Wolfgang Platter, am Tag des Hlg. Valentin, 14. Februar 2025

Gleich vorweg: Es ist nicht meine Absicht, eine Polemik zu entfachen. Was ich aber mit dem heutigen Beitrag versuchen möchte: Ein paar Fakten beizusteuern zu einer immer öfter aufkommenden Diskussion, ob unser Land Südtirol im Sektor Tourismus seine Obergrenze erreicht hat oder noch entwickelt werden soll. Schon diese erste Frage zwingt objektiverweise zur Differenzierung zwischen sogenannten „Tourismushochburgen“ und noch aufnahmefähigen und strukturschwachen Gebieten in unserem Land.
Außer Frage steht, dass der Tourismus in den letzten 50 Jahren so wie auch die Intensivierung in der Landwirtschaft Wohlstand in unser Land gebracht hat. Der Anteil des Sektors Beherbergung und Gastronomie an der gesamten Bruttowertschöpfung Süd-
tirols betrug im Jahr 2023 11 %.
Der Tourismus ist Segen und Fluch zugleich. Oder, um Josef Rohrer, den Journalisten und Mitgestalter des Drehbuches für das „Touriseum“ als Landestourismus-Museum in Schloss Trauttmansdorff, zu zitieren: „Tourismus ist wie Feuer. Du kannst damit deine Suppe kochen, aber auch dein Haus abbrennen.“

Südtirol ist jene Region der Zentralalpen, welche touristisch am stärksten genutzt ist.
Südtirol ist u.a. wegen seiner Landschaft und seines Klimas begehrt. Die Jahressumme der Sonnenscheinstunden beträgt in München 1.777 Stunden, in Bozen 2.935. Zum weiteren Vergleich: Im Jahr 2011 betrug die Sonnenscheindauer über das ganze Jahr in Schlanders 2.159 Stunden, in Naturns 2.036 und in Eyrs 2.065. In den letzten fünf Jahrzehnten hat sich Südtirol zu jener Region der Zentralalpen entwickelt, die zusammen mit dem Bundesland Tirol am stärksten touristisch genutzt wird. Im Jahr 2022 hatte Südtirol eine Wohnbevölkerung von 533.000 Menschen und eine „touristische“ Bettenanzahl von 152.936 in den gastgewerblichen Betrieben ohne die Angebote von Privatzimmervermietern und von „Urlaub auf dem Bauernhof“. Der Index der Beherbergungsdichte war mit 20,7 der höchste im Alpenraum. Als Beherbergungsdichte ist die Bettenanzahl pro Quadratkilometer Fläche definiert. Also: 152.936 Betten geteilt durch die Südtiroler Landesfläche von 7.400 km² ergibt 20,7. Zum Vergleich: Die Beherbergungsdichte in Tirol beträgt 16,6, in Salzburg 19,4, im Trentino 14,7, in Sondrio 5,7, in Belluno 5,0, in Graubünden 5,6, in Bayern 8,5.
Auch in der Tourismusintensität liegt Südtirol über dem zentralalpinen Durchschnitt. Die Tourismusintensität betrug 2022/23 in Südtirol 18,5. Als Tourismusintensität ist die Anzahl der Gästenächtigungen pro 100 Einwohner definiert. Index 18,5 bedeutet also, dass auf 100 Einwohner 18,5 Übernachtungen von Gästen gezählt werden. Im tourismusintensivsten Monat August erreicht die Tourismusintensität südtirolweit 35,3, im Pustertal gar 71,3.

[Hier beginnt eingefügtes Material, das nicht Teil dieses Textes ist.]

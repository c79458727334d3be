use anyhow::Result;

use super::schema::Database;
use super::types::{DatabaseError, Feed};

impl Database {
    // ========================================================================
    // Feed Operations
    // ========================================================================
    //
    // These are the fetch-worker side of the store. Batch selection only
    // reads the columns they maintain.

    /// Register a feed for `user_id`, returning its id.
    pub async fn insert_feed(&self, user_id: i64, checked_at: i64) -> Result<i64> {
        let (id,): (i64,) =
            sqlx::query_as("INSERT INTO feeds (user_id, checked_at) VALUES (?, ?) RETURNING id")
                .bind(user_id)
                .bind(checked_at)
                .fetch_one(&self.pool)
                .await?;
        Ok(id)
    }

    /// Fetch a single feed's scheduling metadata
    pub async fn get_feed(&self, feed_id: i64) -> Result<Option<Feed>> {
        let feed = sqlx::query_as::<_, Feed>(
            r#"
            SELECT id, user_id, disabled, parsing_error_count, checked_at
            FROM feeds
            WHERE id = ?
        "#,
        )
        .bind(feed_id)
        .fetch_optional(&self.pool)
        .await?;

        Ok(feed)
    }

    /// Enable or disable a feed. Disabled feeds are never scheduled.
    pub async fn set_feed_disabled(&self, feed_id: i64, disabled: bool) -> Result<()> {
        sqlx::query("UPDATE feeds SET disabled = ? WHERE id = ?")
            .bind(disabled)
            .bind(feed_id)
            .execute(&self.pool)
            .await?;
        Ok(())
    }

    /// Record that a feed was checked at `checked_at` (Unix seconds)
    pub async fn mark_feed_checked(&self, feed_id: i64, checked_at: i64) -> Result<()> {
        sqlx::query("UPDATE feeds SET checked_at = ? WHERE id = ?")
            .bind(checked_at)
            .bind(feed_id)
            .execute(&self.pool)
            .await?;
        Ok(())
    }

    // ========================================================================
    // Circuit Breaker Operations
    // ========================================================================

    /// Increment the parsing error counter for a feed.
    ///
    /// Called by the fetch worker after a failed parse. Returns the new count.
    /// Once it reaches the policy's error threshold the feed drops out of
    /// global batches until the counter is reset.
    pub async fn increment_parsing_errors(&self, feed_id: i64) -> Result<i64, DatabaseError> {
        let result: (i64,) = sqlx::query_as(
            "UPDATE feeds SET parsing_error_count = parsing_error_count + 1
             WHERE id = ? RETURNING parsing_error_count",
        )
        .bind(feed_id)
        .fetch_one(&self.pool)
        .await?;
        Ok(result.0)
    }

    /// Clear the parsing error counter after a successful fetch.
    pub async fn reset_parsing_errors(&self, feed_id: i64) -> Result<(), DatabaseError> {
        sqlx::query("UPDATE feeds SET parsing_error_count = 0 WHERE id = ?")
            .bind(feed_id)
            .execute(&self.pool)
            .await?;
        Ok(())
    }
}

#[cfg(test)]
mod tests {
    use crate::storage::Database;

    async fn test_db() -> Database {
        Database::open(":memory:").await.unwrap()
    }

    #[tokio::test]
    async fn test_insert_feed_defaults() {
        let db = test_db().await;
        let id = db.insert_feed(42, 1_700_000_000).await.unwrap();

        let feed = db.get_feed(id).await.unwrap().unwrap();
        assert_eq!(feed.user_id, 42);
        assert!(!feed.disabled);
        assert_eq!(feed.parsing_error_count, 0);
        assert_eq!(feed.checked_at, 1_700_000_000);
    }

    #[tokio::test]
    async fn test_get_missing_feed_returns_none() {
        let db = test_db().await;
        assert!(db.get_feed(999).await.unwrap().is_none());
    }

    #[tokio::test]
    async fn test_set_feed_disabled_round_trip() {
        let db = test_db().await;
        let id = db.insert_feed(1, 0).await.unwrap();

        db.set_feed_disabled(id, true).await.unwrap();
        assert!(db.get_feed(id).await.unwrap().unwrap().disabled);

        db.set_feed_disabled(id, false).await.unwrap();
        assert!(!db.get_feed(id).await.unwrap().unwrap().disabled);
    }

    #[tokio::test]
    async fn test_mark_feed_checked() {
        let db = test_db().await;
        let id = db.insert_feed(1, 0).await.unwrap();

        db.mark_feed_checked(id, 1_700_000_500).await.unwrap();
        assert_eq!(db.get_feed(id).await.unwrap().unwrap().checked_at, 1_700_000_500);
    }

    #[tokio::test]
    async fn test_increment_and_reset_parsing_errors() {
        let db = test_db().await;
        let id = db.insert_feed(1, 0).await.unwrap();

        assert_eq!(db.increment_parsing_errors(id).await.unwrap(), 1);
        assert_eq!(db.increment_parsing_errors(id).await.unwrap(), 2);
        assert_eq!(db.get_feed(id).await.unwrap().unwrap().parsing_error_count, 2);

        db.reset_parsing_errors(id).await.unwrap();
        assert_eq!(db.get_feed(id).await.unwrap().unwrap().parsing_error_count, 0);
    }

    #[tokio::test]
    async fn test_increment_unknown_feed_fails() {
        let db = test_db().await;
        assert!(db.increment_parsing_errors(12345).await.is_err());
    }
}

Herkunftsländer und Anreise
Drei Viertel aller Südtirol-Urlauber stammen aus nur zwei Ländern: 43% aus Deutschland und 32,1% aus Italien (ASTAT- Info 19/2024). Die durchschnittliche Aufenthaltsdauer der Urlaubsgäste in Südtirol beträgt 4,3 Tage im Vergleich zu den 3,5 Tagen in den Zentralalpen. In anderen Beherbergungsangeboten in Südtirol beträgt die Aufenthaltsdauer: Urlaub auf dem Bauernhof 6,3 DSC 4537Tage, „Residence“ 5,8 Tage, in Privatzimmern 5,2 Tage. Bei der Bettenauslastung hat Südtirol im Jahr 2023 einen Prozentsatz von 40,8 % erreicht.
Die Gesamtzahl der touristischen Anreisen nach Südtirol betrug 2023 8.440.000, die Gesamtzahl der touristischen Übernachtungen 36 Millionen. Zum Vergleich: Gesamte Schweiz, eine Top-Destination auf globaler Ebene: 58 Millionen Übernachtungen.
85,5 % der Südtirol-Urlauber reisen mit dem eigenen PKW oder Motorrad an. Aus einer Befragung der Universität Bozen (2023) zu den Reisegewohnheiten in Italien und in Deutschland ist bekannt, dass die italienischen Gäste zu 84 % mit dem eigenen Auto, zu 7,2 % mit der Eisenbahn und zu 3,8 % mit dem Flugzeug anreisen. Von den deutschen Urlaubsgästen kommen 78 % mit dem eigenen PKW, 7,7 % mit der Bahn und 3,9 % mit dem Flugzeug.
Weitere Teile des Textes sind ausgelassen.